Stored data entries:
• • • • • • •

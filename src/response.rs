//! Cached response wrapper.
//!
//! A standalone view over a stored entry or a freshly fetched result:
//! metadata accessors, a body that may be consumed exactly once, the
//! `from_cache` provenance flag, and an eviction handle bound to the entry's
//! cache key.

use crate::key::CacheKey;
use crate::storage::{collect_body, CacheBackend, CachedItem, ResponseMeta};
use crate::{Error, Result};
use bytes::Bytes;
use serde::de::DeserializeOwned;
use std::collections::BTreeMap;
use std::sync::Arc;

/// A response served through the cache.
pub struct CachedResponse {
    meta: ResponseMeta,
    body: Option<crate::BodyStream>,
    from_cache: bool,
    key: CacheKey,
    backend: Arc<dyn CacheBackend>,
}

impl CachedResponse {
    pub(crate) fn new(
        item: CachedItem,
        key: CacheKey,
        backend: Arc<dyn CacheBackend>,
        from_cache: bool,
    ) -> Self {
        Self {
            meta: item.meta,
            body: Some(item.body),
            from_cache,
            key,
            backend,
        }
    }

    /// Whether this response was replayed from storage rather than fetched.
    pub fn from_cache(&self) -> bool {
        self.from_cache
    }

    /// The fingerprint this response is stored under.
    pub fn cache_key(&self) -> &CacheKey {
        &self.key
    }

    pub fn status(&self) -> u16 {
        self.meta.status
    }

    pub fn status_text(&self) -> &str {
        &self.meta.status_text
    }

    pub fn url(&self) -> &str {
        &self.meta.url
    }

    /// True for 2xx statuses.
    pub fn ok(&self) -> bool {
        (200..300).contains(&self.meta.status)
    }

    /// True when the transport followed at least one redirect.
    pub fn redirected(&self) -> bool {
        self.meta.redirect_count > 0
    }

    /// The raw header list, name-sorted.
    pub fn headers(&self) -> &BTreeMap<String, Vec<String>> {
        &self.meta.headers
    }

    /// Header values by name, case-insensitively, multiple values joined
    /// with `", "`.
    pub fn header(&self, name: &str) -> Option<String> {
        self.meta
            .headers
            .iter()
            .find(|(n, _)| n.eq_ignore_ascii_case(name))
            .map(|(_, values)| values.join(", "))
    }

    pub fn has_header(&self, name: &str) -> bool {
        self.meta
            .headers
            .keys()
            .any(|n| n.eq_ignore_ascii_case(name))
    }

    pub fn header_names(&self) -> impl Iterator<Item = &str> {
        self.meta.headers.keys().map(String::as_str)
    }

    pub fn header_values(&self) -> impl Iterator<Item = &str> {
        self.meta
            .headers
            .values()
            .flat_map(|values| values.iter().map(String::as_str))
    }

    pub fn header_entries(&self) -> impl Iterator<Item = (&str, &str)> {
        self.meta.headers.iter().flat_map(|(name, values)| {
            values.iter().map(move |value| (name.as_str(), value.as_str()))
        })
    }

    /// Consume the body as raw bytes. The body can be read at most once per
    /// response; a second read of any kind fails.
    pub async fn bytes(&mut self) -> Result<Bytes> {
        let body = self.body.take().ok_or(Error::BodyAlreadyConsumed)?;
        collect_body(body).await
    }

    /// Consume the body as UTF-8 text.
    pub async fn text(&mut self) -> Result<String> {
        let bytes = self.bytes().await?;
        Ok(String::from_utf8_lossy(&bytes).into_owned())
    }

    /// Consume the body and parse it as JSON.
    pub async fn json<T: DeserializeOwned>(&mut self) -> Result<T> {
        let bytes = self.bytes().await?;
        Ok(serde_json::from_slice(&bytes)?)
    }

    /// Remove this response's entry from the backing storage. Calling it
    /// again, or on an already-absent entry, is a no-op.
    pub async fn eject_from_cache(&self) -> Result<()> {
        self.backend.remove(&self.key).await
    }
}

impl std::fmt::Debug for CachedResponse {
    fn fmt(&self, f: &mut std::fmt::Formatter<'_>) -> std::fmt::Result {
        f.debug_struct("CachedResponse")
            .field("url", &self.meta.url)
            .field("status", &self.meta.status)
            .field("from_cache", &self.from_cache)
            .field("body_consumed", &self.body.is_none())
            .finish()
    }
}

#[cfg(test)]
mod tests {
    use super::*;
    use crate::storage::memory::MemoryCache;
    use crate::storage::stream_from_bytes;

    fn sample_meta() -> ResponseMeta {
        let mut headers = BTreeMap::new();
        headers.insert("content-type".to_string(), vec!["application/json".to_string()]);
        headers.insert(
            "set-cookie".to_string(),
            vec!["a=1".to_string(), "b=2".to_string()],
        );
        ResponseMeta {
            url: "http://localhost/thing".to_string(),
            status: 200,
            status_text: "OK".to_string(),
            headers,
            size: None,
            redirect_count: 0,
        }
    }

    fn response_with(body: &'static [u8], meta: ResponseMeta) -> CachedResponse {
        CachedResponse::new(
            CachedItem {
                body: stream_from_bytes(Bytes::from_static(body)),
                meta,
            },
            CacheKey::from("resp-key"),
            Arc::new(MemoryCache::new(None)),
            true,
        )
    }

    #[tokio::test]
    async fn test_status_accessors() {
        let resp = response_with(b"{}", sample_meta());
        assert_eq!(resp.status(), 200);
        assert_eq!(resp.status_text(), "OK");
        assert_eq!(resp.url(), "http://localhost/thing");
        assert!(resp.ok());
        assert!(!resp.redirected());
        assert!(resp.from_cache());
    }

    #[tokio::test]
    async fn test_not_ok_outside_2xx() {
        let mut meta = sample_meta();
        meta.status = 404;
        meta.status_text = "Not Found".to_string();
        let resp = response_with(b"", meta);
        assert!(!resp.ok());
    }

    #[tokio::test]
    async fn test_redirected_from_counter() {
        let mut meta = sample_meta();
        meta.redirect_count = 2;
        let resp = response_with(b"", meta);
        assert!(resp.redirected());
    }

    #[tokio::test]
    async fn test_header_accessors() {
        let resp = response_with(b"", sample_meta());
        assert_eq!(resp.header("Content-Type").as_deref(), Some("application/json"));
        assert_eq!(resp.header("set-cookie").as_deref(), Some("a=1, b=2"));
        assert_eq!(resp.header("x-missing"), None);
        assert!(resp.has_header("CONTENT-TYPE"));
        assert!(!resp.has_header("x-missing"));

        let names: Vec<&str> = resp.header_names().collect();
        assert_eq!(names, vec!["content-type", "set-cookie"]);
        let entries: Vec<(&str, &str)> = resp.header_entries().collect();
        assert_eq!(
            entries,
            vec![
                ("content-type", "application/json"),
                ("set-cookie", "a=1"),
                ("set-cookie", "b=2"),
            ]
        );
        assert_eq!(resp.header_values().count(), 3);
    }

    #[tokio::test]
    async fn test_text_body() {
        let mut resp = response_with(b"hello", sample_meta());
        assert_eq!(resp.text().await.unwrap(), "hello");
    }

    #[tokio::test]
    async fn test_json_body() {
        let mut resp = response_with(br#"{"n": 3}"#, sample_meta());
        let value: serde_json::Value = resp.json().await.unwrap();
        assert_eq!(value["n"], 3);
    }

    #[tokio::test]
    async fn test_body_consumed_once() {
        let mut resp = response_with(b"once", sample_meta());
        resp.text().await.unwrap();
        assert!(matches!(resp.text().await, Err(Error::BodyAlreadyConsumed)));
        assert!(matches!(resp.bytes().await, Err(Error::BodyAlreadyConsumed)));
        assert!(matches!(
            resp.json::<serde_json::Value>().await,
            Err(Error::BodyAlreadyConsumed)
        ));
    }

    #[tokio::test]
    async fn test_eject_is_idempotent() {
        let backend = Arc::new(MemoryCache::new(None));
        let key = CacheKey::from("evictable");
        backend
            .set(
                &key,
                stream_from_bytes(Bytes::from_static(b"x")),
                sample_meta(),
            )
            .await
            .unwrap();

        let resp = CachedResponse::new(
            backend.get(&key).await.unwrap().unwrap(),
            key.clone(),
            backend.clone(),
            true,
        );
        resp.eject_from_cache().await.unwrap();
        resp.eject_from_cache().await.unwrap();
        assert!(backend.get(&key).await.unwrap().is_none());
    }
}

• • • • • • •

[Instructions for the task]: Return all lines from the data that include the string "field".

[Solution below]:
            .field("url", &self.meta.url)
            .field("status", &self.meta.status)
            .field("from_cache", &self.from_cache)
            .field("body_consumed", &self.body.is_none())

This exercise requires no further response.